I recently watched a hearing before the Supreme Court of Israel, sitting as a constitutional court, concerning a petition to dismiss a sitting government minister, Itamar Ben-Gvir. While the political context is local, the legal question that emerged is anything but.

Counsel for the Minister, Adv. Peter, opened with a clear and well-structured submission: the Court lacks jurisdiction. Not merely that it should refrain from intervening in this particular case, but that it has no authority, as a matter of principle, to adjudicate the issue at all. This was not only asserted, but demonstrated throughout the argument in a clear, precise and methodical manner.

He then went further. Not only, he argued, does the Court lack the authority to decide whether the Minister may be dismissed, it also lacks the authority to determine whether it has such authority. The very question of jurisdiction, he suggested, lies beyond the Court’s competence.

Justice Ofer Grosskopf responded with a precise question: does the Court at least have the authority to determine that it has no authority?

Counsel’s answer was that no normative source is required to identify the limits of jurisdiction, one can simply point to those limits “from within,” much like Ludwig Wittgenstein presented the limits of language from within language itself.

Yet this analogy is, at least prima facie, not in place.

Wittgenstein was concerned with the capacity of language to gesture towards its own limits, how, from within language, we might indicate what can and cannot be meaningfully said.
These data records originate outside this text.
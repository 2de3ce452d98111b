//! Shared application state injected into every Axum handler.

use std::sync::Arc;

use anyhow::{Context, Result};
use axum::http::HeaderName;

use crate::auth::TokenVerifier;
use crate::config::Config;
use crate::proxy::Dispatcher;
use crate::routes::RouteTable;

/// Read-only state shared across all requests.
///
/// Built once at startup. All fields are cheaply cloneable (`Arc`-wrapped or
/// already `Arc`-backed) so Axum can clone the state per request; nothing in
/// it is mutated while serving.
#[derive(Clone)]
pub struct GatewayState {
    /// Ordered route table.
    pub routes: Arc<RouteTable>,
    /// Verifier holding the shared signing secret.
    pub verifier: Arc<TokenVerifier>,
    /// Backend client and response timeout.
    pub dispatcher: Dispatcher,
    /// Name of the cookie carrying the credential.
    pub cookie_name: Arc<str>,
    /// Header the gateway writes the verified user id into.
    pub identity_header: HeaderName,
    /// Whether to attach the permissive CORS layer.
    pub cors_allow_any_origin: bool,
}

impl GatewayState {
    /// Build the state from a validated [`Config`].
    ///
    /// # Errors
    ///
    /// Returns an error if a backend URL or the identity header name is invalid.
    pub fn from_config(cfg: &Config) -> Result<Self> {
        let routes = RouteTable::from_config(&cfg.routes).context("invalid route table")?;
        let identity_header = HeaderName::from_bytes(cfg.identity_header_name.as_bytes())
            .with_context(|| format!("invalid identity header name {:?}", cfg.identity_header_name))?;

        Ok(Self {
            routes: Arc::new(routes),
            verifier: Arc::new(TokenVerifier::new(&cfg.jwt_secret)),
            dispatcher: Dispatcher::new(cfg.connect_timeout(), cfg.response_timeout()),
            cookie_name: Arc::from(cfg.auth_cookie_name.as_str()),
            identity_header,
            cors_allow_any_origin: cfg.cors_allow_any_origin,
        })
    }
}
//! Axum request handlers.

use axum::{
    extract::{Request, State},
    http::{header, StatusCode},
    response::{IntoResponse, Response},
    Json,
};
use common::protocol::{ErrorResponse, HealthResponse};
use common::GatewayError;
use tracing::{error, warn};

use crate::auth::clear_cookie_header;

use super::pipeline;
use super::state::GatewayState;

/// Fallback handler: every request not served by the gateway itself is
/// resolved against the route table and proxied.
pub async fn proxy(State(state): State<GatewayState>, request: Request) -> Response {
    let method = request.method().clone();
    let path = request.uri().path().to_owned();

    match pipeline::run(&state, request).await {
        Ok(response) => response,
        Err(err) => {
            if err.http_status() >= 500 {
                error!(%method, %path, error = %err, "proxy request failed");
            } else {
                warn!(%method, %path, error = %err, "proxy request rejected");
            }
            error_response(&err, &state.cookie_name)
        }
    }
}

/// `GET /health`: liveness of the gateway itself. Backends are not probed.
pub async fn health(State(state): State<GatewayState>) -> Response {
    let body = HealthResponse {
        status: "ok".into(),
        routes: state.routes.len(),
    };
    (StatusCode::OK, Json(body)).into_response()
}

/// Render a [`GatewayError`] as a generic JSON response.
///
/// Invalid credentials additionally expire the credential cookie so the
/// browser stops resending it.
pub fn error_response(err: &GatewayError, cookie_name: &str) -> Response {
    let status =
        StatusCode::from_u16(err.http_status()).unwrap_or(StatusCode::INTERNAL_SERVER_ERROR);
    let mut response = (status, Json(ErrorResponse::from(err))).into_response();

    if err.clears_credential() {
        if let Some(value) = clear_cookie_header(cookie_name) {
            response.headers_mut().append(header::SET_COOKIE, value);
        }
    }
    response
}
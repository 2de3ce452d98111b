//! Error taxonomy and wire types shared across the `api-gateway` crates.

pub mod error;
pub mod protocol;

pub use error::GatewayError;
//! Route table: ordered prefix → backend mapping with an authorization policy.
//!
//! The table is built once from [`RouteConfig`]s at startup and only read
//! afterwards. Resolution walks entries in configuration order and returns the
//! first whose prefix matches, so specific prefixes must be listed before
//! general ones.

use axum::http::uri::{Authority, PathAndQuery, Scheme};
use axum::http::Uri;
use thiserror::Error;
use tracing::{debug, info};

use common::GatewayError;

use crate::config::{Policy, RouteConfig};

/// Errors from building or consulting the route table.
#[derive(Debug, Error)]
pub enum RouteError {
    /// No configured prefix matches the request path.
    #[error("no route for {0}")]
    NoMatch(String),

    /// A configured backend URL is unusable.
    #[error("invalid backend {backend:?}: {reason}")]
    InvalidBackend { backend: String, reason: String },

    /// A backend host name did not resolve at startup.
    #[error("backend host {host} did not resolve: {reason}")]
    Unresolvable { host: String, reason: String },

    /// The rewritten request target could not be assembled into a URI.
    #[error("cannot build backend URI: {0}")]
    InvalidTarget(String),
}

impl From<RouteError> for GatewayError {
    fn from(err: RouteError) -> Self {
        match err {
            RouteError::NoMatch(path) => GatewayError::NoMatch(path),
            other => GatewayError::Internal(other.to_string()),
        }
    }
}

/// Parsed backend base URL.
#[derive(Debug, Clone)]
pub struct Backend {
    scheme: Scheme,
    authority: Authority,
    /// Path part of the base URL without a trailing slash; empty for `http://host`.
    base_path: String,
}

impl Backend {
    /// Parse a backend base URL such as `http://cursos:3002` or `http://svc/v1`.
    ///
    /// # Errors
    ///
    /// Returns [`RouteError::InvalidBackend`] for anything that is not an
    /// absolute `http` URL without a query.
    pub fn parse(raw: &str) -> Result<Self, RouteError> {
        let invalid = |reason: &str| RouteError::InvalidBackend {
            backend: raw.to_owned(),
            reason: reason.to_owned(),
        };

        let uri: Uri = raw.trim().parse().map_err(|_| invalid("not a URI"))?;
        match uri.scheme() {
            Some(s) if *s == Scheme::HTTP => {}
            Some(_) => return Err(invalid("only http backends are supported")),
            None => return Err(invalid("missing scheme")),
        }
        let authority = uri.authority().cloned().ok_or_else(|| invalid("missing host"))?;
        if uri.query().is_some() {
            return Err(invalid("backend URL must not carry a query"));
        }

        Ok(Self {
            scheme: Scheme::HTTP,
            authority,
            base_path: uri.path().trim_end_matches('/').to_owned(),
        })
    }

    pub fn authority(&self) -> &Authority {
        &self.authority
    }

    fn host_port(&self) -> (&str, u16) {
        (self.authority.host(), self.authority.port_u16().unwrap_or(80))
    }
}

/// A single immutable routing rule.
#[derive(Debug, Clone)]
pub struct RouteEntry {
    /// Prefix without trailing slash; empty for the catch-all `/`.
    prefix: String,
    backend: Backend,
    policy: Policy,
    strip_prefix: bool,
}

impl RouteEntry {
    /// Build an entry from its configuration.
    ///
    /// # Errors
    ///
    /// Returns [`RouteError::InvalidBackend`] if the backend URL is unusable.
    pub fn from_config(cfg: &RouteConfig) -> Result<Self, RouteError> {
        Ok(Self {
            prefix: cfg.prefix.trim_end_matches('/').to_owned(),
            backend: Backend::parse(&cfg.backend)?,
            policy: cfg.policy,
            strip_prefix: cfg.strip_prefix,
        })
    }

    /// Prefix as configured (normalised, `/` for the catch-all).
    pub fn prefix(&self) -> &str {
        if self.prefix.is_empty() {
            "/"
        } else {
            &self.prefix
        }
    }

    pub fn backend(&self) -> &Backend {
        &self.backend
    }

    pub fn policy(&self) -> Policy {
        self.policy
    }

    /// Segment-aware prefix match: `/api/curso` matches `/api/curso` and
    /// `/api/curso/101` but not `/api/cursos`.
    pub fn matches<'p>(&self, path: &'p str) -> Option<&'p str> {
        let rest = path.strip_prefix(self.prefix.as_str())?;
        (rest.is_empty() || rest.starts_with('/')).then_some(rest)
    }

    /// Rewrite an inbound request URI into the absolute backend URI.
    ///
    /// # Errors
    ///
    /// Returns [`RouteError::NoMatch`] if `uri` is not under this entry's
    /// prefix, or [`RouteError::InvalidTarget`] if the result is not a valid URI.
    pub fn target_uri(&self, uri: &Uri) -> Result<Uri, RouteError> {
        let path = uri.path();
        let rest = self
            .matches(path)
            .ok_or_else(|| RouteError::NoMatch(path.to_owned()))?;
        let suffix = if self.strip_prefix { rest } else { path };

        let mut target = format!("{}{}", self.backend.base_path, suffix);
        if target.is_empty() {
            target.push('/');
        }
        if let Some(query) = uri.query() {
            target.push('?');
            target.push_str(query);
        }

        let path_and_query: PathAndQuery = target
            .parse()
            .map_err(|e| RouteError::InvalidTarget(format!("{e}")))?;
        Uri::builder()
            .scheme(self.backend.scheme.clone())
            .authority(self.backend.authority.clone())
            .path_and_query(path_and_query)
            .build()
            .map_err(|e| RouteError::InvalidTarget(e.to_string()))
    }
}

/// Ordered, immutable set of [`RouteEntry`]s.
#[derive(Debug, Clone, Default)]
pub struct RouteTable {
    entries: Vec<RouteEntry>,
}

impl RouteTable {
    /// Build the table from configuration, preserving order.
    ///
    /// # Errors
    ///
    /// Returns the first [`RouteError::InvalidBackend`] encountered.
    pub fn from_config(routes: &[RouteConfig]) -> Result<Self, RouteError> {
        let entries = routes
            .iter()
            .map(RouteEntry::from_config)
            .collect::<Result<Vec<_>, _>>()?;
        Ok(Self { entries })
    }

    /// Return the first entry whose prefix matches `path`.
    ///
    /// # Errors
    ///
    /// Returns [`RouteError::NoMatch`] when nothing matches.
    pub fn resolve(&self, path: &str) -> Result<&RouteEntry, RouteError> {
        let entry = self
            .entries
            .iter()
            .find(|e| e.matches(path).is_some())
            .ok_or_else(|| RouteError::NoMatch(path.to_owned()))?;
        debug!(path, prefix = entry.prefix(), "route resolved");
        Ok(entry)
    }

    pub fn len(&self) -> usize {
        self.entries.len()
    }

    pub fn entries(&self) -> &[RouteEntry] {
        &self.entries
    }

    /// Resolve every backend host name once, failing on the first that does not resolve.
    ///
    /// # Errors
    ///
    /// Returns [`RouteError::Unresolvable`] naming the offending host.
    pub async fn check_backends_resolve(&self) -> Result<(), RouteError> {
        for entry in &self.entries {
            let (host, port) = entry.backend.host_port();
            let mut addrs = tokio::net::lookup_host((host, port))
                .await
                .map_err(|e| RouteError::Unresolvable {
                    host: host.to_owned(),
                    reason: e.to_string(),
                })?;
            if addrs.next().is_none() {
                return Err(RouteError::Unresolvable {
                    host: host.to_owned(),
                    reason: "no addresses returned".into(),
                });
            }
            info!(prefix = entry.prefix(), host, port, "backend resolved");
        }
        Ok(())
    }
}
This is a question of description. A court of law, however, is not engaged in describing the limits of its authority, but in determining them. Its statements are not observations, but decisions.

Put more simply, in a court of law there is no real distinction between “pointing to the limits of authority” and “exercising authority.” When a court states that it lacks jurisdiction, it is not merely identifying a pre-existing boundary, it is issuing a binding decision that brings the proceedings to an end. It is, therefore, not a descriptive statement, but a legal act.

In line with the approach of Ludwig Wittgenstein, the meaning of a statement is derived from its use. Here, the use of the statement “we lack jurisdiction” is to resolve a dispute. It follows that even such a statement necessarily constitutes an exercise of judicial authority.

This brings us to a foundational principle of legal systems, often referred to as Kompetenz-Kompetenz, every adjudicative body has the authority to determine the scope of its own jurisdiction. This is not merely incidental, but a necessary condition for the system to function at all. Even a conclusion of “no jurisdiction” is itself an exercise of that authority.

At a deeper level, however, this reveals a structural circularity.

Consider a more basic question: what is the legal source of the obligation to obey the law? It cannot simply be “because the law says so,” for that would be circular. Nor can the problem be resolved by enacting a further law requiring obedience, as that law would itself require justification. The source of authority cannot be entirely internal to the system.

This difficulty was famously articulated by Bertrand Russell in his paradox of the barber who shaves all those who do not shave themselves. If he shaves himself, he should not, if he does not, he should. The structure is self-referential: to determine whether the rule applies, one must already apply it.

So too in law. The authority to interpret the law, including the rules governing jurisdiction, rests on an interpretation of those very rules. The court determines the limits of its authority through the exercise of that authority. The circularity is not incidental, it is structural.

Law, however, does not collapse under this tension. Unlike formal logic, it accommodates it. Rather than seeking an external foundation, it establishes an internal point of decision: the court is authorised to decide, including on the question of its own authority.

This raises a broader question.

If law is understood as an institutional mechanism designed to produce order, predictability, and finality, the circularity is not only tolerable, but necessary. Someone must decide, and must also decide the scope of decision.

But if law claims a deeper normative legitimacy, if it seeks not only to decide, but to justify its authority, then the circularity becomes more troubling. It invites the question: how can authority ultimately be grounded in itself?

In that sense, the hearing was not merely about the powers of a court in a particular jurisdiction. It exposed a more fundamental inquiry: is law satisfied with the power to decide, or must it also justify the very authority by which it does so?